Bade Türe Yazio: İkinci Doğuşun Farkındalığı

Bir önceki yazımda bahsettiğim birinci doğuşumuzun, yani ailemizle kurduğumuz ya da kuramadığımız tüm bağların sonucunda ikinci doğuşumuzdan önce anlamamız gereken asıl şey nedir? Öncelikle hayattaki duruşuna bakmalısın; içindeki ve dışındaki var olan eril, dişil enerjine…

En çok hangi koşullarda dişil ya da eril tarafın baskın ve ortaya çıkıyor? Ya da baskılıyorsun? Ait olduğun cinsiyetine karşılık bunu dikkatlice gözlemlemeliyiz.
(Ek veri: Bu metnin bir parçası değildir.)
//! Wire types for the widget backend JSON contracts.

use serde::{Deserialize, Serialize};
use serde_json::Value;
use widget_core::{ContactForm, SubmitOutcome, VolunteerForm};

/// `POST /chat` request body.
#[derive(Debug, Serialize)]
#[serde(rename_all = "camelCase")]
pub struct ChatRequestBody {
    pub bot_id: String,
    pub message: String,
    pub session_id: String,
}

/// `POST /chat` response body.
#[derive(Debug, Deserialize)]
pub struct ChatResponseBody {
    /// The AI reply. Absent or empty means the backend had nothing to say;
    /// the caller substitutes the apology message.
    #[serde(default)]
    pub response: Option<String>,
}

/// `POST /volunteer` request body.
#[derive(Debug, Serialize)]
#[serde(rename_all = "camelCase")]
pub struct VolunteerRequestBody {
    pub bot_id: String,
    pub name: String,
    pub email: String,
    pub phone: String,
    pub available_days: Vec<String>,
}

impl VolunteerRequestBody {
    pub fn new(bot_id: &str, form: &VolunteerForm) -> Self {
        Self {
            bot_id: bot_id.to_string(),
            name: form.name.clone(),
            email: form.email.clone(),
            phone: form.phone.clone(),
            available_days: form.available_days.clone(),
        }
    }
}

/// `POST /contact` request body.
#[derive(Debug, Serialize)]
#[serde(rename_all = "camelCase")]
pub struct ContactRequestBody {
    pub bot_id: String,
    pub name: String,
    pub email: String,
    pub message: String,
    pub recipient_email: String,
}

impl ContactRequestBody {
    pub fn new(bot_id: &str, form: &ContactForm) -> Self {
        Self {
            bot_id: bot_id.to_string(),
            name: form.name.clone(),
            email: form.email.clone(),
            message: form.message.clone(),
            recipient_email: form.recipient_email.clone(),
        }
    }
}

/// `POST /volunteer` and `POST /contact` response body.
#[derive(Debug, Deserialize)]
#[serde(rename_all = "camelCase")]
pub struct SubmitResponseBody {
    #[serde(default)]
    pub success: bool,
    #[serde(default)]
    pub message: Option<String>,
    #[serde(default)]
    pub mailto_link: Option<String>,
}

impl From<SubmitResponseBody> for SubmitOutcome {
    fn from(body: SubmitResponseBody) -> Self {
        SubmitOutcome {
            success: body.success,
            message: body.message,
            mailto_link: body.mailto_link,
        }
    }
}

/// `POST /track` request body. No response contract.
#[derive(Debug, Serialize)]
pub struct TrackRequestBody {
    pub event: String,
    pub data: Value,
}
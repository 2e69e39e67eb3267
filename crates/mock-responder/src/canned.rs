//! Keyword-matched canned replies.

use widget_core::{async_trait, ChatReply, ChatRequest, Responder, WidgetError};

/// Default reply when no keyword matches.
const DEFAULT_REPLY: &str = "Thanks for reaching out! Use the buttons below to \
volunteer, donate, or get in touch, and a member of our team will follow up soon.";

/// A responder that answers from a fixed keyword table.
///
/// This is the reply set a bot uses before it has a trained model, and the
/// degraded-mode path when the backend is unreachable. Matching is
/// case-insensitive substring search over the visitor's text, first hit
/// wins, in table order.
pub struct CannedResponder {
    organization: String,
    table: Vec<(&'static [&'static str], &'static str)>,
}

impl Default for CannedResponder {
    fn default() -> Self {
        Self::new()
    }
}

impl CannedResponder {
    /// Create a canned responder with generic organization copy.
    pub fn new() -> Self {
        Self::for_organization("our organization")
    }

    /// Create a canned responder that mentions the organization by name.
    pub fn for_organization(name: impl Into<String>) -> Self {
        Self {
            organization: name.into(),
            table: vec![
                (
                    &["volunteer", "help out", "sign up"],
                    "We'd love your help! Tap the Volunteer button below and tell \
                     us which days work for you - it only takes a minute.",
                ),
                (
                    &["donate", "donation", "give", "contribute"],
                    "Every gift counts! Tap one of the donation amounts below, or \
                     ask us about other ways to give.",
                ),
                (
                    &["contact", "email", "reach", "talk to"],
                    "You can reach us through the Contact button below and we'll \
                     get back to you as soon as we can.",
                ),
                (
                    &["hours", "open", "when are you"],
                    "Our team usually replies within one business day. Leave a \
                     message through the Contact button and we'll follow up.",
                ),
                (
                    &["thank", "thanks"],
                    "You're very welcome! Is there anything else we can help with?",
                ),
            ],
        }
    }

    fn pick_reply(&self, text: &str) -> String {
        let lowered = text.to_lowercase();
        for (keywords, reply) in &self.table {
            if keywords.iter().any(|k| lowered.contains(k)) {
                return (*reply).to_string();
            }
        }
        format!(
            "{} Meanwhile, thanks for your interest in {}!",
            DEFAULT_REPLY, self.organization
        )
    }
}

#[async_trait]
impl Responder for CannedResponder {
    async fn respond(&self, request: ChatRequest) -> Result<ChatReply, WidgetError> {
        Ok(ChatReply::new(self.pick_reply(&request.text)))
    }

    fn name(&self) -> &str {
        "CannedResponder"
    }
}

#[cfg(test)]
mod tests {
    use super::*;

    async fn reply_to(text: &str) -> String {
        let responder = CannedResponder::new();
        responder
            .respond(ChatRequest::new("bot-1", "s-1", text))
            .await
            .unwrap()
            .text
    }

    #[tokio::test]
    async fn test_volunteer_keyword() {
        let reply = reply_to("How can I volunteer with you?").await;
        assert!(reply.contains("Volunteer button"));
    }

    #[tokio::test]
    async fn test_donation_keyword_case_insensitive() {
        let reply = reply_to("I want to DONATE").await;
        assert!(reply.contains("donation amounts"));
    }

    #[tokio::test]
    async fn test_unmatched_text_gets_default() {
        let reply = reply_to("zzz unrelated").await;
        assert!(reply.contains("Thanks for reaching out"));
    }

    #[tokio::test]
    async fn test_organization_name_in_default() {
        let responder = CannedResponder::for_organization("River Cleanup");
        let reply = responder
            .respond(ChatRequest::new("bot-1", "s-1", "hm"))
            .await
            .unwrap();
        assert!(reply.text.contains("River Cleanup"));
    }

    #[tokio::test]
    async fn test_responder_name() {
        assert_eq!(CannedResponder::new().name(), "CannedResponder");
    }
}
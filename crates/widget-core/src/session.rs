//! Session id persistence.
//!
//! One id per visitor, created lazily on the first analytics call and
//! persisted so it survives widget opens/closes. The browser widget keeps
//! it in local storage; here the same contract is a small store trait with
//! a file-backed implementation.

use std::fs;
use std::path::{Path, PathBuf};

use tracing::debug;
use uuid::Uuid;

use crate::error::WidgetError;

/// Persistence for the per-visitor session id.
///
/// Implementations are read-then-write; concurrent widgets sharing one
/// store is a non-goal (one widget per host is assumed).
pub trait SessionStore: Send + Sync {
    /// Load the persisted session id, if any.
    fn load(&self) -> Result<Option<String>, WidgetError>;

    /// Persist the session id.
    fn store(&self, session_id: &str) -> Result<(), WidgetError>;
}

/// Generate a fresh session id.
pub fn generate_session_id() -> String {
    format!("npo-{}", Uuid::new_v4())
}

/// Load the stored session id or generate and persist a new one.
///
/// Store failures degrade to an ephemeral id rather than erroring: a
/// visitor with a broken store still gets correlated within one mount.
pub fn load_or_create(store: &dyn SessionStore) -> String {
    match store.load() {
        Ok(Some(id)) => id,
        Ok(None) => {
            let id = generate_session_id();
            if let Err(e) = store.store(&id) {
                debug!("session store write failed, id will be ephemeral: {}", e);
            }
            id
        }
        Err(e) => {
            debug!("session store read failed, id will be ephemeral: {}", e);
            generate_session_id()
        }
    }
}

/// File-backed session store. The whole file is the id.
#[derive(Debug, Clone)]
pub struct FileSessionStore {
    path: PathBuf,
}

impl FileSessionStore {
    /// Create a store backed by the given file path.
    pub fn new(path: impl AsRef<Path>) -> Self {
        Self {
            path: path.as_ref().to_path_buf(),
        }
    }
}

impl SessionStore for FileSessionStore {
    fn load(&self) -> Result<Option<String>, WidgetError> {
        match fs::read_to_string(&self.path) {
            Ok(content) => {
                let trimmed = content.trim();
                if trimmed.is_empty() {
                    Ok(None)
                } else {
                    Ok(Some(trimmed.to_string()))
                }
            }
            Err(e) if e.kind() == std::io::ErrorKind::NotFound => Ok(None),
            Err(e) => Err(WidgetError::Session(format!(
                "failed to read {}: {}",
                self.path.display(),
                e
            ))),
        }
    }

    fn store(&self, session_id: &str) -> Result<(), WidgetError> {
        if let Some(parent) = self.path.parent() {
            fs::create_dir_all(parent).map_err(|e| {
                WidgetError::Session(format!("failed to create {}: {}", parent.display(), e))
            })?;
        }
        fs::write(&self.path, session_id).map_err(|e| {
            WidgetError::Session(format!("failed to write {}: {}", self.path.display(), e))
        })
    }
}

/// In-memory session store for tests and hosts without persistence.
#[derive(Debug, Default)]
pub struct MemorySessionStore {
    id: std::sync::Mutex<Option<String>>,
}

impl MemorySessionStore {
    /// Create an empty store.
    pub fn new() -> Self {
        Self::default()
    }
}

impl SessionStore for MemorySessionStore {
    fn load(&self) -> Result<Option<String>, WidgetError> {
        Ok(self.id.lock().map_err(poisoned)?.clone())
    }

    fn store(&self, session_id: &str) -> Result<(), WidgetError> {
        *self.id.lock().map_err(poisoned)? = Some(session_id.to_string());
        Ok(())
    }
}

fn poisoned<T>(_: std::sync::PoisonError<T>) -> WidgetError {
    WidgetError::Session("session store lock poisoned".to_string())
}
Eril enerjimizi babamızdan alırız. Eril enerji etken ve harekete geçen, alan tarafımızdır. Tüm eylemlerimizi, iş bitirici yanımızı, para ile olan ilişkimizi eril tarafımızla sağlarız. Gelecek kaygımızda babamızla kurduğumuz ilişkiye bağlıdır. Şayet küçük bir kız çocuğu babasından yeteri kadar destek, sevgi ve ilgi alamadıysa hayata karşı güvensiz ve kaygılı olacaktır. Bu erkek çocuğu için de geçerlidir. Hatta erkek çocuğu yetişkin olduğunda babasını ne kadar pasif algıladıysa tam tersi çapkın, etken ve baskın eril olma eğilimi; ne kadar çapkınsa o kadar da pasif dişil halini ön plana koyacaktır.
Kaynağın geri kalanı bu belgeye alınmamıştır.